Olivetti Lettera 22 portable typewriter: Designed in Ivrea, Italy, in 1949, by Marcello Nizzoli (mask) and Giuseppe Beccio (mechanics). Nizzoli had two other designs in the Top 100, another coming in at No 11. Other typewriters in the Top 100 were the IBM Electric (No 44) and the Hermes Baby (No 81).

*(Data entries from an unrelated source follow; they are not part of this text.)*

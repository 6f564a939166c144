use eframe::egui::{Align, Layout, RichText, Ui};

use crate::{
    App,
    config::PLOT_CONFIG,
    domain::{AssetClass, Instrument},
    models::SUMMARY_CARD_COUNT,
    ui::{
        UI_CONFIG, UI_TEXT, UiStyleExt, direction_color, period_selector, show_price_chart,
        ui_text::{ICON_DOWN, ICON_UP},
    },
    utils::{format_change, format_percent, format_price},
};

fn trend_icon(instrument: &Instrument) -> &'static str {
    if instrument.is_up() { ICON_UP } else { ICON_DOWN }
}

fn summary_card(ui: &mut Ui, instrument: &Instrument, class: AssetClass) {
    UI_CONFIG.card_frame().show(ui, |ui| {
        ui.set_min_width(ui.available_width());
        ui.horizontal(|ui| {
            ui.label(RichText::new(&instrument.symbol).strong());
            ui.label_subdued(&instrument.name);
            ui.with_layout(Layout::right_to_left(Align::Center), |ui| {
                ui.label(
                    RichText::new(trend_icon(instrument))
                        .strong()
                        .color(direction_color(instrument.change)),
                );
            });
        });
        ui.label(
            RichText::new(format_price(instrument.price, &instrument.currency, class))
                .size(20.0)
                .strong()
                .color(PLOT_CONFIG.color_text_neutral),
        );
        let color = direction_color(instrument.change);
        ui.horizontal(|ui| {
            ui.label(
                RichText::new(format_change(instrument.change, &instrument.currency, class))
                    .color(color),
            );
            ui.label(RichText::new(format_percent(instrument.change_percent, false)).color(color));
        });
    });
}

fn mover_row(ui: &mut Ui, instrument: &Instrument, class: AssetClass) {
    ui.horizontal(|ui| {
        ui.label(
            RichText::new(instrument.icon_text())
                .monospace()
                .strong()
                .background_color(PLOT_CONFIG.color_card_border),
        );
        ui.vertical(|ui| {
            ui.label(RichText::new(&instrument.symbol).strong());
            ui.label_subdued(&instrument.name);
        });
        ui.with_layout(Layout::right_to_left(Align::Center), |ui| {
            ui.vertical(|ui| {
                ui.label(format_price(instrument.price, &instrument.currency, class));
                ui.label(
                    RichText::new(format_percent(instrument.change_percent, true))
                        .small()
                        .color(direction_color(instrument.change)),
                );
            });
        });
    });
}

impl App {
    pub(crate) fn render_dashboard(&mut self, ui: &mut Ui) {
        let class = self.prefs.class;
        let session = &self.session;

        ui.heading(RichText::new(&UI_TEXT.heading_overview).color(UI_CONFIG.colors.heading));
        ui.label_subdued(session.clock.header_line());
        ui.add_space(12.0);

        let summary = session.book.summary(class);
        if summary.is_empty() {
            ui.label_subdued(&UI_TEXT.label_waiting_for_quotes);
        } else {
            ui.columns(SUMMARY_CARD_COUNT, |cols| {
                for (col, instrument) in cols.iter_mut().zip(summary) {
                    summary_card(col, instrument, class);
                }
            });
        }
        ui.add_space(12.0);

        let chart = session.chart(class);
        UI_CONFIG.card_frame().show(ui, |ui| {
            ui.horizontal(|ui| {
                ui.label_subheader(&UI_TEXT.heading_performance);
                ui.label_subdued(&chart.title);
                ui.with_layout(Layout::right_to_left(Align::Center), |ui| {
                    // right_to_left reverses visual order; keep 1D on the left
                    ui.horizontal(|ui| period_selector(ui, &mut self.prefs.period));
                });
            });
            show_price_chart(ui, "dashboard_chart", chart, PLOT_CONFIG.main_chart_height);
        });
        ui.add_space(12.0);

        UI_CONFIG.card_frame().show(ui, |ui| {
            ui.set_min_width(ui.available_width());
            ui.label_subheader(&UI_TEXT.heading_top_movers);
            ui.add_space(4.0);
            let movers = session.book.top_movers(class);
            if movers.is_empty() {
                ui.label_subdued(&UI_TEXT.label_waiting_for_quotes);
            }
            for instrument in &movers {
                mover_row(ui, instrument, class);
                ui.separator();
            }
        });
    }
}

#[cfg(test)]
mod tests {
    use super::*;

    #[test]
    fn trend_icon_follows_direction() {
        let up = Instrument::new("TCS", "Tata Consultancy", 3500.0, 0.0, 0.0, "₹");
        let down = Instrument::new("INFY", "Infosys", 1450.0, -12.5, -0.85, "₹");
        assert_eq!(trend_icon(&up), ICON_UP);
        assert_eq!(trend_icon(&down), ICON_DOWN);
    }
}
use chrono::{DateTime, Local, TimeZone};

use crate::domain::ChartPeriod;

/// Monotonic clock that also works in the browser.
pub type AppInstant = web_time::Instant;

pub struct TimeUtils;

impl TimeUtils {
    pub const MS_IN_S: i64 = 1000;
    pub const MS_IN_MIN: i64 = Self::MS_IN_S * 60;
    pub const MS_IN_15_MIN: i64 = Self::MS_IN_MIN * 15;
    pub const MS_IN_H: i64 = Self::MS_IN_MIN * 60;
    pub const MS_IN_4_H: i64 = Self::MS_IN_H * 4;
    pub const MS_IN_D: i64 = Self::MS_IN_H * 24;

    /// Convert interval in milliseconds to a Binance-style shorthand (e.g. `15m`, `1h`).
    pub fn interval_to_string(interval_ms: i64) -> &'static str {
        match interval_ms {
            Self::MS_IN_MIN => "1m",
            Self::MS_IN_15_MIN => "15m",
            Self::MS_IN_H => "1h",
            Self::MS_IN_4_H => "4h",
            Self::MS_IN_D => "1d",
            _ => "unknown",
        }
    }
}

/// Axis label for a candle open time, shaped by how wide the chart period is.
pub fn epoch_ms_to_chart_label<Tz: TimeZone>(epoch_ms: i64, period: ChartPeriod, tz: &Tz) -> String
where
    Tz::Offset: std::fmt::Display,
{
    let Some(utc) = DateTime::from_timestamp_millis(epoch_ms) else {
        return String::new();
    };
    let dt = utc.with_timezone(tz);
    let fmt = match period {
        ChartPeriod::Day => "%I:%M %p",
        ChartPeriod::Week => "%b %-d, %I %p",
        ChartPeriod::Month => "%b %-d",
        ChartPeriod::Year => "%b %y",
    };
    dt.format(fmt).to_string()
}

pub fn timestamp_for_filename(format: &str) -> String {
    Local::now().format(format).to_string()
}

#[cfg(test)]
mod tests {
    use super::*;
    use chrono::Utc;

    // 2024-03-05 14:30:00 UTC
    const TS: i64 = 1_709_649_000_000;

    #[test]
    fn chart_labels_follow_period() {
        assert_eq!(epoch_ms_to_chart_label(TS, ChartPeriod::Day, &Utc), "02:30 PM");
        assert_eq!(epoch_ms_to_chart_label(TS, ChartPeriod::Week, &Utc), "Mar 5, 02 PM");
        assert_eq!(epoch_ms_to_chart_label(TS, ChartPeriod::Month, &Utc), "Mar 5");
        assert_eq!(epoch_ms_to_chart_label(TS, ChartPeriod::Year, &Utc), "Mar 24");
    }

    #[test]
    fn interval_names() {
        assert_eq!(TimeUtils::interval_to_string(TimeUtils::MS_IN_15_MIN), "15m");
        assert_eq!(TimeUtils::interval_to_string(TimeUtils::MS_IN_4_H), "4h");
        assert_eq!(TimeUtils::interval_to_string(42), "unknown");
    }
}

The Futura typeface came in at No 99.
No 2.
Eames Chair: Charles Eames and Ray Eames's plywood and steel side car (1946).
No 3.
Barcelona Chair: Designed by Ludwig Mies van der Rohe in 1929.
No 4.
Studebaker: 1953 hardtop coupe, redesigned by Robert Bourke, from Raymond Loewy's design studio.
No 5.
Parker 51 fountain pen: Designed in 1940 by Martin S. Baker.
No 6.
Lincoln Continental: 1939-41 series. Originally a personal vehicle for Ford Motor Company President Edsel Ford, commissioned in 1938 from company chief stylist Eugene T. "Bob" Gregorie. 
No 7.
Edison Voicewriter VP: Designed by Carl Otto in 1953.
No 8.
Frigidaire 'Sheer Look': 1957 appliances.
No 9.
Hallicrafters radio: Chicago company founded by William J. Halligan in 1932.
No 10.
Bell 500 Telephone: Designed by Henry Dreyfuss in 1948 from sketches by Bell engineer Robert Hose. Dreyfuss also redesigned the Royal Quiet De Luxe portable typewriter in 1945.  


Bill M said...

Those are some nifty products. I remember those old Studebakers. Looks like the Zenith Transoceanic was modeled after the Hallicrafters.

Richard P said...

Thanks! I've never seen the list before. Some of the products are recognizable classics. Others are surprises (refrigerators? really?).

Ted said...

Don't laugh, Richard - there are people who collect vintage refrigerators and other household appliances. :D

TonysVision said...

Believe it or not, we nearly bought a house once because a vintage refrigerator (the one with the condenser coils on top looking like a stack of pancakes) was included. We came to our senses.